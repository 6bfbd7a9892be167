//! Story Bot
//!
//! A Telegram bot that distributes categorized stories to approved users.
//! Access is gated by an admin-reviewed join request queue and an optional
//! mandatory channel subscription; a single admin manages users, the story
//! catalog and runtime settings from inside the chat.

pub mod config;
pub mod database;
pub mod handlers;
pub mod middleware;
pub mod models;
pub mod services;
pub mod state;
pub mod ui;
pub mod utils;

// Re-export commonly used types
pub use config::Settings;
pub use utils::errors::{StoryBotError, Result};

// Re-export main components for easy access
pub use database::DatabaseService;
pub use services::ServiceFactory;
pub use state::StateStorage;

/// Library version
pub const VERSION: &str = env!("CARGO_PKG_VERSION");

/// Library name
pub const NAME: &str = env!("CARGO_PKG_NAME");

/// Get library information
pub fn info() -> String {
    format!("{} v{}", NAME, VERSION)
}
//! Default user-visible texts

pub const PENDING_REVIEW: &str = "⏳ Your request has been sent to the admin. You will be notified once it is reviewed.";
pub const STILL_UNDER_REVIEW: &str = "⏳ Your request is still under review. Please wait for the admin's decision.";
pub const APPROVED: &str = "✅ Your request has been approved! Welcome aboard.";
pub const APPROVED_PREMIUM: &str = "🌟 Your request has been approved with premium access! Welcome aboard.";
pub const REJECTED: &str = "❌ Sorry, your request has been rejected.";
pub const SUBSCRIBE_FIRST: &str = "📢 Please subscribe to our channel to continue, then press \"Check subscription\".";
pub const NOT_SUBSCRIBED_YET: &str = "❌ You are not subscribed yet. Join the channel and try again.";
pub const SUBSCRIPTION_CONFIRMED: &str = "✅ Subscription confirmed. Enjoy the stories!";
pub const NO_PERMISSION: &str = "⛔ You don't have permission to do that.";
pub const ALREADY_RESOLVED: &str = "ℹ️ This request has already been handled.";
pub const UNKNOWN_COMMAND: &str = "🤔 Please use the menu buttons.";
pub const HELP: &str = "Use the menu buttons to browse story categories.\n\n/start - open the main menu\n/help - show this message\n/admin - admin panel\n/cancel - cancel the current action";
pub const ERROR: &str = "⚠️ Something went wrong. Please try again.";

pub const CHOOSE_CATEGORY: &str = "📂 Choose a category:";
pub const NO_CATEGORIES: &str = "📂 There are no categories yet.";
pub const NO_STORIES: &str = "📭 This category has no stories yet.";
pub const STORY_NOT_FOUND: &str = "❓ This story is no longer available.";
pub const PREMIUM_ONLY: &str = "🌟 This story is available to premium members only.";

pub const ADMIN_PANEL: &str = "🛠 Admin panel";
pub const CANCELLED: &str = "↩️ Cancelled.";
pub const ENTER_CATEGORY_NAME: &str = "✏️ Send the name of the new category:";
pub const ENTER_STORY_TITLE: &str = "✏️ Send the story title:";
pub const ENTER_STORY_CONTENT: &str = "✏️ Send the story text:";
pub const PICK_STORY_CATEGORY: &str = "📂 Choose the story category:";
pub const ASK_PREMIUM: &str = "🌟 Is this a premium story?";
pub const ENTER_USER_ID: &str = "🔢 Send the numeric id of the user to delete:";
pub const ENTER_CHANNEL: &str = "📢 Send the channel username (@channel) or numeric id:";
pub const ENTER_SETTING_TEXT: &str = "✏️ Send the new text:";
pub const INVALID_USER_ID: &str = "❌ That is not a valid user id. Send digits only, or /cancel.";
pub const INVALID_CHANNEL: &str = "❌ Invalid channel. Use @channel_name or a numeric id, or /cancel.";
pub const EMPTY_INPUT: &str = "❌ The value cannot be empty. Try again, or /cancel.";
pub const CATEGORY_EXISTS: &str = "❌ A category with that name already exists.";
pub const NEED_CATEGORY_FIRST: &str = "📂 Create a category before adding stories.";
pub const NO_PENDING_REQUESTS: &str = "📭 No pending requests.";
pub const NO_USERS: &str = "👥 No approved users yet.";
pub const SETTING_SAVED: &str = "✅ Setting saved.";

pub const DEFAULT_WELCOME: &str = "👋 Welcome to the story bot!";
pub const DEFAULT_ABOUT: &str = "ℹ️ A collection of stories sorted by category.";
pub const DEFAULT_CONTACT: &str = "📞 Contact the admin for any questions.";
pub const DEFAULT_START_BUTTON: &str = "🚀 Start";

•••

● Exercise objective
Which lines in the records above contain the word "state"? Copy each one.

● Answer to this exercise
pub mod state;
pub use state::StateStorage;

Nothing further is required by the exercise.